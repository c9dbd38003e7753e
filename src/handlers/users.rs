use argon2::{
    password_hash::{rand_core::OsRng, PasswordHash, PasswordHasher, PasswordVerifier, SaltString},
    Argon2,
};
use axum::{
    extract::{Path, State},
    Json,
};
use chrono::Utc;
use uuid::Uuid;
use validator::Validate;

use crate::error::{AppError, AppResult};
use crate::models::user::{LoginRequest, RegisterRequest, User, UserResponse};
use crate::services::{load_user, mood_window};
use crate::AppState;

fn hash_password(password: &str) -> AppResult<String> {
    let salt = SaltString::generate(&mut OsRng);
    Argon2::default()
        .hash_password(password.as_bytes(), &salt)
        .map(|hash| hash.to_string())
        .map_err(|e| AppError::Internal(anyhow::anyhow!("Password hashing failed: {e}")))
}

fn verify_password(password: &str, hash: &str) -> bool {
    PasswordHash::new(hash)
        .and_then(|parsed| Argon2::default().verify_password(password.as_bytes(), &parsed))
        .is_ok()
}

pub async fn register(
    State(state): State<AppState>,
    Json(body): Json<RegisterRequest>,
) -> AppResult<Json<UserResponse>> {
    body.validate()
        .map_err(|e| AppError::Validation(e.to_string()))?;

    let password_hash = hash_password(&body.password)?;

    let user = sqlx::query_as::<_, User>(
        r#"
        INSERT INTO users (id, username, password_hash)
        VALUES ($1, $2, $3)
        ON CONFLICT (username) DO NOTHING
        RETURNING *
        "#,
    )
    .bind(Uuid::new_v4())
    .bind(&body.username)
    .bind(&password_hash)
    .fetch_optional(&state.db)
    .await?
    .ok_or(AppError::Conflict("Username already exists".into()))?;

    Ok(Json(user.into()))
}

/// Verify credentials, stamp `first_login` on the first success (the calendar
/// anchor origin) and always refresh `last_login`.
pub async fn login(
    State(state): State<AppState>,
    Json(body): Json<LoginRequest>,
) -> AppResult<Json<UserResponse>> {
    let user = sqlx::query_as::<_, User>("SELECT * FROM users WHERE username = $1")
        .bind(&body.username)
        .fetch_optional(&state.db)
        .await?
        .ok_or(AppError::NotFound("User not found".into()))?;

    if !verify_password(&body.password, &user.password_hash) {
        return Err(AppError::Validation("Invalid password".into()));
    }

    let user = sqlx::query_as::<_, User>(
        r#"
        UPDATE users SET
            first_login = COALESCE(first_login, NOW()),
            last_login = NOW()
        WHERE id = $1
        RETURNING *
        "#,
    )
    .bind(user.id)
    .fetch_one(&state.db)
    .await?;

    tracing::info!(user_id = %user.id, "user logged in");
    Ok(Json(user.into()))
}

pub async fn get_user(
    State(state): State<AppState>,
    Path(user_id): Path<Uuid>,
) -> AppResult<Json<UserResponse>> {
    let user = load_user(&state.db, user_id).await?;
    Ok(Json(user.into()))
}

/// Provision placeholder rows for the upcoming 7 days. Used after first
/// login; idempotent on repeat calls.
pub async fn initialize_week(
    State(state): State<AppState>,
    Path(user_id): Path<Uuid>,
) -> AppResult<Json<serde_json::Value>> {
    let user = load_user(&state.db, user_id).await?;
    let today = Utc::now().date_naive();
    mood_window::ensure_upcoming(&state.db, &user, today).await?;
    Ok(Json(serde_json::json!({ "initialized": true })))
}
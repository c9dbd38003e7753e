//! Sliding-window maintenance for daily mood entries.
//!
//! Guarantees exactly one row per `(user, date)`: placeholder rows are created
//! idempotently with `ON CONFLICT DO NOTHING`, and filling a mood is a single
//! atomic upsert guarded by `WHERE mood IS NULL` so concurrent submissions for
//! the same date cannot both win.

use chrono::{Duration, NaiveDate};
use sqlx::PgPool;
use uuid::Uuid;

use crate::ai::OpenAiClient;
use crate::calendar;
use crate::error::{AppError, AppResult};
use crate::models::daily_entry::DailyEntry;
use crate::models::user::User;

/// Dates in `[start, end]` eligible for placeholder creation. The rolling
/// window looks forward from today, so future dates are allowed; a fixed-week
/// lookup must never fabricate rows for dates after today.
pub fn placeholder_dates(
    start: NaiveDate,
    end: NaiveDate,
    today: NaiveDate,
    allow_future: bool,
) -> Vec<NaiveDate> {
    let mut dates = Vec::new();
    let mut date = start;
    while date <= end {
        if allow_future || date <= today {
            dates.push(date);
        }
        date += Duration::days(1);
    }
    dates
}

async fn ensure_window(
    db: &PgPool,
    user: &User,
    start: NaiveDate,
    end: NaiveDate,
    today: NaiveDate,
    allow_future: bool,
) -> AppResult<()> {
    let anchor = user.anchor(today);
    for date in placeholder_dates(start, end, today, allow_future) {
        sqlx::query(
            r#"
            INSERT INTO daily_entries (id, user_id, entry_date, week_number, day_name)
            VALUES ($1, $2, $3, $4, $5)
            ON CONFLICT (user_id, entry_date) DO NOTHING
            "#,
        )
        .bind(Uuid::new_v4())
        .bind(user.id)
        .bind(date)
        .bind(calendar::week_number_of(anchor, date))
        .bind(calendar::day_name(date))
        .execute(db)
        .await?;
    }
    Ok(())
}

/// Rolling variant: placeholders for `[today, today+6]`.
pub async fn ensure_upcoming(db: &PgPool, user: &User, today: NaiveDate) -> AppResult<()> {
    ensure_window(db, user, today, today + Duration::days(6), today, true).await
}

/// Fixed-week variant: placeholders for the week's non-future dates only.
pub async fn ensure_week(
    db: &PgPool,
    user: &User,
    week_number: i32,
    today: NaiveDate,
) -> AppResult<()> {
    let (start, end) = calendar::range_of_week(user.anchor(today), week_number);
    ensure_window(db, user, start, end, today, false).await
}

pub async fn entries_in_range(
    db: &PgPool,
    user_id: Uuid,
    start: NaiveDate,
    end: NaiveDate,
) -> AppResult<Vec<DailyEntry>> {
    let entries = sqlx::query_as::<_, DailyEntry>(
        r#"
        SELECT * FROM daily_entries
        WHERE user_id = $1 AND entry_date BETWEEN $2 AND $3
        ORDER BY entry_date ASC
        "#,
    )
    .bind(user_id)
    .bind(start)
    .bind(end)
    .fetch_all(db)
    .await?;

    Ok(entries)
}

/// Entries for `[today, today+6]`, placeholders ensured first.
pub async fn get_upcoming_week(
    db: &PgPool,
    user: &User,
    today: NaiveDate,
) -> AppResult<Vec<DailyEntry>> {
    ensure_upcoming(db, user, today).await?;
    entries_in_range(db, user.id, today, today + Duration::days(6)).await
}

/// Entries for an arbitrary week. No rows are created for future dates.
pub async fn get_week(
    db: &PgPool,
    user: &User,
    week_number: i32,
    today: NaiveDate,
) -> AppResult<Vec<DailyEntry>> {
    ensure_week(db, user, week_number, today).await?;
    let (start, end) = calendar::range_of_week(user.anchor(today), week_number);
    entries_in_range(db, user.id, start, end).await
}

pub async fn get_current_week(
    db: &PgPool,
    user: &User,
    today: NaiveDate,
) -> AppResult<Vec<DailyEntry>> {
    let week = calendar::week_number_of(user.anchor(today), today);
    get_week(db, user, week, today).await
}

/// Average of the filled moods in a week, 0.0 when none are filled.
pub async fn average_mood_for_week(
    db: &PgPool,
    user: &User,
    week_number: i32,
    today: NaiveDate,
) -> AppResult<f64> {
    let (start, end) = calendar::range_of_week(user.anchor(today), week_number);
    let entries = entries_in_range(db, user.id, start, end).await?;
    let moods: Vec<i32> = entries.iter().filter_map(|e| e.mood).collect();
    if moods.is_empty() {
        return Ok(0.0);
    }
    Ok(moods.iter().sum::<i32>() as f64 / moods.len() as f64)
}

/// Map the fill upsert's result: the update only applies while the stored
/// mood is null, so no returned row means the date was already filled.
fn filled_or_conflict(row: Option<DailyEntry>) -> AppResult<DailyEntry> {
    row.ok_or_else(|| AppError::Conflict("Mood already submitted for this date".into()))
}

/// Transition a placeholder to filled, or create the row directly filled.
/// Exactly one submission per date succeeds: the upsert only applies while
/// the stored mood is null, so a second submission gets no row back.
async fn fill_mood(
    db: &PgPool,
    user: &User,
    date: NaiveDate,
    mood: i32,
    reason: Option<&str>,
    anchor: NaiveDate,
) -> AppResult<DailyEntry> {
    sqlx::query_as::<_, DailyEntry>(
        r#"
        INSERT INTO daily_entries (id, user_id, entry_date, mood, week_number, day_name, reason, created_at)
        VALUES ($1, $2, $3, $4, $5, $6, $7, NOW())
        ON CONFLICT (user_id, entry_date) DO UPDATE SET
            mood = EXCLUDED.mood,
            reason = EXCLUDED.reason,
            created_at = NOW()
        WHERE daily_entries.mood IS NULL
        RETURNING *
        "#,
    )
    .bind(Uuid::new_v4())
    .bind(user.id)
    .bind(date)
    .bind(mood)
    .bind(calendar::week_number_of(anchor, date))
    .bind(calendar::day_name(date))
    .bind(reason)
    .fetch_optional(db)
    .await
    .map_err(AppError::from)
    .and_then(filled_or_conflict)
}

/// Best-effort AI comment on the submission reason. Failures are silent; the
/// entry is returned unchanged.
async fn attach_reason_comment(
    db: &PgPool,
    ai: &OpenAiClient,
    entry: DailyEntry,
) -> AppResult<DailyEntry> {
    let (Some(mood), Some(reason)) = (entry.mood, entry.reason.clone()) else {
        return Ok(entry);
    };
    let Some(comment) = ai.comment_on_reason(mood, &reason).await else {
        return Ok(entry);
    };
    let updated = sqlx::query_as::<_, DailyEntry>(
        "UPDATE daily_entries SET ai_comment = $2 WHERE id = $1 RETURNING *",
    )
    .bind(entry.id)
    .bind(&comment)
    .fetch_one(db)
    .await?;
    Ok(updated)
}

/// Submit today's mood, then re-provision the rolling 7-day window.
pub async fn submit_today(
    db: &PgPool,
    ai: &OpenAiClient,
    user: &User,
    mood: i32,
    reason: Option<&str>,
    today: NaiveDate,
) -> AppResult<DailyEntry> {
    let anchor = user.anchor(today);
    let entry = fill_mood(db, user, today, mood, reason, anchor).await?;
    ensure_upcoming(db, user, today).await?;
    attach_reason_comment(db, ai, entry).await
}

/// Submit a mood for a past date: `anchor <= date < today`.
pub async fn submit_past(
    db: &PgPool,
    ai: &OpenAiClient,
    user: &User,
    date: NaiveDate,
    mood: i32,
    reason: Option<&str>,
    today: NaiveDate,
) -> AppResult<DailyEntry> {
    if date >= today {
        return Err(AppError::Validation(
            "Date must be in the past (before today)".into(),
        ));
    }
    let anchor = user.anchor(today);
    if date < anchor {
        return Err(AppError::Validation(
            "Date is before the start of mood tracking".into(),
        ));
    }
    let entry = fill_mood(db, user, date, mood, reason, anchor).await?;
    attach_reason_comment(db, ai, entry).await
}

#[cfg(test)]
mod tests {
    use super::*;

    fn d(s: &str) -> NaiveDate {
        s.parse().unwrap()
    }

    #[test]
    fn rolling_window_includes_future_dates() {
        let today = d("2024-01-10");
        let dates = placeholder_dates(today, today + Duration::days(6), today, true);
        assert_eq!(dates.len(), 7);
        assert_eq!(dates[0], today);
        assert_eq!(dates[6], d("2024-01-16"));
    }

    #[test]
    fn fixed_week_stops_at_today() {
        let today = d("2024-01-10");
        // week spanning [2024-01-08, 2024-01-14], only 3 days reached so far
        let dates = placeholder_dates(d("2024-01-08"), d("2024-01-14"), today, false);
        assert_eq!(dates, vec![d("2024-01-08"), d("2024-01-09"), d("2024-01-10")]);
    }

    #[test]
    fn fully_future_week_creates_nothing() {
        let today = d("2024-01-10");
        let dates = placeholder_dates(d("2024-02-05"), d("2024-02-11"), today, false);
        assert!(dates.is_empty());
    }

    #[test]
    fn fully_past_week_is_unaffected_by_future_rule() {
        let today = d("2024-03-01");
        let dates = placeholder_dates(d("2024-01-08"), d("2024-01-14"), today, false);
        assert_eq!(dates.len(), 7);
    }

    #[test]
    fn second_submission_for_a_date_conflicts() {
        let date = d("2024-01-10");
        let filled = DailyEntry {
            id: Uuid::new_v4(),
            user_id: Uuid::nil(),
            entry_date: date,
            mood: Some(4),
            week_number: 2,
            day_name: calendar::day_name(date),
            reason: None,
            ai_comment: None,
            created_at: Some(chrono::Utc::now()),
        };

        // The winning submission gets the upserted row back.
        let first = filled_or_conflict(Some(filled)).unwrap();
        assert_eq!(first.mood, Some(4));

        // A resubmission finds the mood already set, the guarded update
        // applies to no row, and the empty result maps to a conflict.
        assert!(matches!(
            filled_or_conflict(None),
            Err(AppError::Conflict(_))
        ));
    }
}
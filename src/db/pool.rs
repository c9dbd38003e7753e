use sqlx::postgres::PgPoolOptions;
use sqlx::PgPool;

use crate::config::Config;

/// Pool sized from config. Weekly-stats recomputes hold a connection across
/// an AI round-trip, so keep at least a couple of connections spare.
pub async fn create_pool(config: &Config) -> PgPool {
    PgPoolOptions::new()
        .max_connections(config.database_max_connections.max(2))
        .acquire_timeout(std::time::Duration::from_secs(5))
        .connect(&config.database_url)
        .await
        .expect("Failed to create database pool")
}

### EXERCISE REQUIREMENTS:
Reply with one number, the count of lines in the records that include the word "body".

### WRITTEN SOLUTION:
7